» **Task details**
Whenever a line in the entries includes the word "tests", copy that line out.

» **Information shown**

[Start of section]

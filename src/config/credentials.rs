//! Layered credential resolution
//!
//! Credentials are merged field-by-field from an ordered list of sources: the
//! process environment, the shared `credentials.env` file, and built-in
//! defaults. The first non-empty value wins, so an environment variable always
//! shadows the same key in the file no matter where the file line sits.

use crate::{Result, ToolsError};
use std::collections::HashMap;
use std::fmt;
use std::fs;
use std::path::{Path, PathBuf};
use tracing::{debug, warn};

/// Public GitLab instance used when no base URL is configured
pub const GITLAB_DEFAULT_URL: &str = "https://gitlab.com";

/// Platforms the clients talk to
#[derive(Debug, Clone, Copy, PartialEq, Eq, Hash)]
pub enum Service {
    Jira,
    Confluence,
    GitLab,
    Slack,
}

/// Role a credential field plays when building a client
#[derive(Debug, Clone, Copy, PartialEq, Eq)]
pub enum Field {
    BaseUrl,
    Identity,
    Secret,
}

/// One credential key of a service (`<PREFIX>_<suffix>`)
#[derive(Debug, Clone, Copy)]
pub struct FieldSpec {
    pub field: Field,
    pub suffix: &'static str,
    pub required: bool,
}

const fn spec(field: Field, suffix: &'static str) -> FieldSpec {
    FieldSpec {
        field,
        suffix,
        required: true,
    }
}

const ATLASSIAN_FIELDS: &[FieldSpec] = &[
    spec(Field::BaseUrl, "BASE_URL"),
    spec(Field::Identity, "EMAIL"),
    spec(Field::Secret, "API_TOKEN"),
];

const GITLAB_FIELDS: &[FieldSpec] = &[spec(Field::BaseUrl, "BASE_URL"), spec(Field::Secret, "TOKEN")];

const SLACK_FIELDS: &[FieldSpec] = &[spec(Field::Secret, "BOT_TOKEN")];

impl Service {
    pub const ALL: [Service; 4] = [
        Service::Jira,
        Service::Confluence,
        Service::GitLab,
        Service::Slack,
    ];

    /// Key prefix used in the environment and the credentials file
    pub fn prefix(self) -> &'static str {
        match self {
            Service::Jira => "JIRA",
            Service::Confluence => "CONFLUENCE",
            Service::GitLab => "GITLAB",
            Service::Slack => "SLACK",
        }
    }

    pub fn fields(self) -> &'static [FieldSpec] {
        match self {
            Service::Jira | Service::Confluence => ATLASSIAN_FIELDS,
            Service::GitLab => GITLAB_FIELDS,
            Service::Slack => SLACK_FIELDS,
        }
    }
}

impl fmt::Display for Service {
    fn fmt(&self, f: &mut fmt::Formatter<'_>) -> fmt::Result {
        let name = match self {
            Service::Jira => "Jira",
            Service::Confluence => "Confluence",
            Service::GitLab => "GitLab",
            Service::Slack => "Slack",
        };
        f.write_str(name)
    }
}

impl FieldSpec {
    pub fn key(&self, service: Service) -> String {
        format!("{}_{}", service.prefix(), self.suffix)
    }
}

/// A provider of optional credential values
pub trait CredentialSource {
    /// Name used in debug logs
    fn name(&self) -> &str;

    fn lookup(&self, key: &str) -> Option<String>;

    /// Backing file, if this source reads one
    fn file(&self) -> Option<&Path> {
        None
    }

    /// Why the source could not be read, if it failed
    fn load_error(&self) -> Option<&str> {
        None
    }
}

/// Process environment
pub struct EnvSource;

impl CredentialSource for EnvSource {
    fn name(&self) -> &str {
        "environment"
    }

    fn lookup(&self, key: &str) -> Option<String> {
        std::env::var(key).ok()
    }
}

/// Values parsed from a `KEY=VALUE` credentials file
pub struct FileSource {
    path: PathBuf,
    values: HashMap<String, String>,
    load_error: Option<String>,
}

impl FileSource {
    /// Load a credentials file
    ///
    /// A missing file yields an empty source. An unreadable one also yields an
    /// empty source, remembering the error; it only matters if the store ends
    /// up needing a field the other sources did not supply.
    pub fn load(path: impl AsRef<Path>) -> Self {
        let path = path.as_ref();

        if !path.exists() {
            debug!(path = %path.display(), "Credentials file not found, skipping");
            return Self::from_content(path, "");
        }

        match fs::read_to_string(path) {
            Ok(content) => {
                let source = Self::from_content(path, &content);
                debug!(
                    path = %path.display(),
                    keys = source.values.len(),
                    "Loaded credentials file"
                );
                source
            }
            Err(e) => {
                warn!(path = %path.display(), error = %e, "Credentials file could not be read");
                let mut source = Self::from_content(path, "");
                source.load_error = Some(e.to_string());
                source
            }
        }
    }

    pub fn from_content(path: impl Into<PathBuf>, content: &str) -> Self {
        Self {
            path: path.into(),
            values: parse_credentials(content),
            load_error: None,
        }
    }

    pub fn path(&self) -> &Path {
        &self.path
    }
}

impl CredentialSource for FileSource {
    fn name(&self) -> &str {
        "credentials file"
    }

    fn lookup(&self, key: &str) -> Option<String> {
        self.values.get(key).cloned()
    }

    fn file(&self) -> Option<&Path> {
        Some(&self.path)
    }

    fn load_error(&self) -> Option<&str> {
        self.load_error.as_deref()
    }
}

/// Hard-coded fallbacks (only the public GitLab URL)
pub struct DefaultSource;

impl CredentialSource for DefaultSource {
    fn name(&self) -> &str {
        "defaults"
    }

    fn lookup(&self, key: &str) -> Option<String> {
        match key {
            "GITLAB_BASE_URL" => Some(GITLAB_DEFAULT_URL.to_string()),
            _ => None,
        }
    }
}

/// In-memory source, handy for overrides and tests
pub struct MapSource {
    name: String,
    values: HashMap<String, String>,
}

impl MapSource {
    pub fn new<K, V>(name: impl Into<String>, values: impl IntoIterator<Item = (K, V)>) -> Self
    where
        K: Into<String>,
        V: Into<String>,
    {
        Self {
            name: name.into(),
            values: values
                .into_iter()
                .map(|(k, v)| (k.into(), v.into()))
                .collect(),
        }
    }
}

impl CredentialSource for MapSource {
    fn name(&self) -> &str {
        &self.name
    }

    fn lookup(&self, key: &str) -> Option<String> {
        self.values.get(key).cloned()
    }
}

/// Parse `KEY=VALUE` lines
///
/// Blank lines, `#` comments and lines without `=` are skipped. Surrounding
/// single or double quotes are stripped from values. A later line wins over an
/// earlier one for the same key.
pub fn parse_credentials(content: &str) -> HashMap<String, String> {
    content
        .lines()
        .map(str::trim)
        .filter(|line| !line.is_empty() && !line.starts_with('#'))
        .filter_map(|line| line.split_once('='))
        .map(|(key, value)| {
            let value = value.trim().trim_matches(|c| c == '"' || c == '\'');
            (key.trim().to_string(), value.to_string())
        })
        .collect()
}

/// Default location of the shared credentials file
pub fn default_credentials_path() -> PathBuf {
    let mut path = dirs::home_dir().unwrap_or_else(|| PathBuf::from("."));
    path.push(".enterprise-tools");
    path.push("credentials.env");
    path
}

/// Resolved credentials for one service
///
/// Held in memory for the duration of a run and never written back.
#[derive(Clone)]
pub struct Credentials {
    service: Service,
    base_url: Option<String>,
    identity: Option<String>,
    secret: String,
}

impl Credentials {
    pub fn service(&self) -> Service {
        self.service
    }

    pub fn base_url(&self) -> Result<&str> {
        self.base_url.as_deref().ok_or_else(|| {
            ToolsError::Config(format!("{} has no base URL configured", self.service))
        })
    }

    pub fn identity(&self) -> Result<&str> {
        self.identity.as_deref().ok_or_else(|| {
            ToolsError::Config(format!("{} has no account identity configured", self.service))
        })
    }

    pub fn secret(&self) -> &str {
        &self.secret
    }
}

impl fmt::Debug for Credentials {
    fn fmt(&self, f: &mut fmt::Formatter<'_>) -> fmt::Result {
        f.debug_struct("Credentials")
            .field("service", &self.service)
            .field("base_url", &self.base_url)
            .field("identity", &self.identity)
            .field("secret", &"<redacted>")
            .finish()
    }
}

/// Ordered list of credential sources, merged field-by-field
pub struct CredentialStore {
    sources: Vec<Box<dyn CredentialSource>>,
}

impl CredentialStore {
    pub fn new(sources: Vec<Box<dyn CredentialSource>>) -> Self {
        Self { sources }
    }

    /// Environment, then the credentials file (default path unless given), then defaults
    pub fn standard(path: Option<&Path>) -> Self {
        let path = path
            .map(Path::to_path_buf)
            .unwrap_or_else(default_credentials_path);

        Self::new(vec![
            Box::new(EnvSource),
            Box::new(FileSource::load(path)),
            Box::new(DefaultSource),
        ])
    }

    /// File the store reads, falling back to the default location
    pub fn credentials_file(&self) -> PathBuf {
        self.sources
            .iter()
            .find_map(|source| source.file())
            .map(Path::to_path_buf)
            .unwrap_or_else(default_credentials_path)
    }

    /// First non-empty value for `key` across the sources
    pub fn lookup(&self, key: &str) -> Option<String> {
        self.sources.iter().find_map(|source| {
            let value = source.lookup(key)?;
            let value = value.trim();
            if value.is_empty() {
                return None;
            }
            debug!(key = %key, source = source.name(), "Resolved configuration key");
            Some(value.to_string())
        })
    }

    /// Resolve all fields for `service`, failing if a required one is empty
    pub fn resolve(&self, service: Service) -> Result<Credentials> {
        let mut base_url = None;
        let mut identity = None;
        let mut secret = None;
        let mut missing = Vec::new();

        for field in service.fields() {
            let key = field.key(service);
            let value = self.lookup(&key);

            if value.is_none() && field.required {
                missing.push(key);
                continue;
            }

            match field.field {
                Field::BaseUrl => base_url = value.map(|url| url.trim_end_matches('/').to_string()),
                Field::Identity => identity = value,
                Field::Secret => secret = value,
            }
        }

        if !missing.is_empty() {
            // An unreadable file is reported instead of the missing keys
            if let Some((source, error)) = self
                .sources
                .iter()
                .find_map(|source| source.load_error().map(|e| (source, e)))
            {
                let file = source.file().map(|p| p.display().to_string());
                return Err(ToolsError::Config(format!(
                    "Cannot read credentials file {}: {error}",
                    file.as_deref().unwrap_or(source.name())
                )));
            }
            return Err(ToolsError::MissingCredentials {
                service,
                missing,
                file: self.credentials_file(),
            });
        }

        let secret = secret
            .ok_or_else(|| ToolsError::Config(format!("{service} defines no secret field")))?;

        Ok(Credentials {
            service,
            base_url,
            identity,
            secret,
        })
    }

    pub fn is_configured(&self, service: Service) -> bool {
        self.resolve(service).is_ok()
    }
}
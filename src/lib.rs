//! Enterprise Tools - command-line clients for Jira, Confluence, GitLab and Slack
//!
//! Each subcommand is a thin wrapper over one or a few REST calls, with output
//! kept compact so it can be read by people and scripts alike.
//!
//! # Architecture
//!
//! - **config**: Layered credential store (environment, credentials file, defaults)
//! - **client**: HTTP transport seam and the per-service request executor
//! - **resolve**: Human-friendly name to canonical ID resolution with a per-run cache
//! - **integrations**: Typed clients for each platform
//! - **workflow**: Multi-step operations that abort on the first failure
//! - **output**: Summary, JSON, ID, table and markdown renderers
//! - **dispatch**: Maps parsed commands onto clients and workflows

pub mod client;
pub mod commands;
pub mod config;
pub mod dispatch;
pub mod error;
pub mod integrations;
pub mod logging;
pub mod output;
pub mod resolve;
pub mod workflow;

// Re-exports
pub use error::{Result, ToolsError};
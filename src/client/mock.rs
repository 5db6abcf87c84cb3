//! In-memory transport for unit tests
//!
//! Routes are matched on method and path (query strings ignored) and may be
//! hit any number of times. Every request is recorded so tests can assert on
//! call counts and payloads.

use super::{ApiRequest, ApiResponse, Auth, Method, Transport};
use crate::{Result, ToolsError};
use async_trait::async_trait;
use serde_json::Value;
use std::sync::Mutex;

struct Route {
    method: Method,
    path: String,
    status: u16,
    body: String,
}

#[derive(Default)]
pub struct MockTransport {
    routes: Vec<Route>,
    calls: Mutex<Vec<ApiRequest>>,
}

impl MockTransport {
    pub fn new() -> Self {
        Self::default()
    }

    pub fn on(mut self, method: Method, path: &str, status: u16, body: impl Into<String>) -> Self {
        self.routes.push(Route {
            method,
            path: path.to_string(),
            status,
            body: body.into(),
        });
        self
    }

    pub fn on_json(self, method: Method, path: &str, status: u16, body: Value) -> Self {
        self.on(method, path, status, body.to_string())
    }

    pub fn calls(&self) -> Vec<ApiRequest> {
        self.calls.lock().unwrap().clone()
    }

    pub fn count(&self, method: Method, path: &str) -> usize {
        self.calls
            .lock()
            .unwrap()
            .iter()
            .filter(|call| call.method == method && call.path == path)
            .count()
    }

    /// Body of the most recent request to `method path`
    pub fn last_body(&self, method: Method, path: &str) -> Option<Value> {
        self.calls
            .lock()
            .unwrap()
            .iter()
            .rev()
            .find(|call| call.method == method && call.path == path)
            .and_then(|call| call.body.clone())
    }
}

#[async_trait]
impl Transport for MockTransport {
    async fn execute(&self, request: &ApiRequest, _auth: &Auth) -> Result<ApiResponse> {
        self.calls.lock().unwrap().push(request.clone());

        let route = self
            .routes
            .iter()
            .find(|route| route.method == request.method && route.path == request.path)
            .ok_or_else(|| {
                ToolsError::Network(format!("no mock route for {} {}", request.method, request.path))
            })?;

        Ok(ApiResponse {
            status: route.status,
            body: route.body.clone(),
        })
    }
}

[End of section]

» **Response**
/// In-memory source, handy for overrides and tests
//! In-memory transport for unit tests
//! hit any number of times. Every request is recorded so tests can assert on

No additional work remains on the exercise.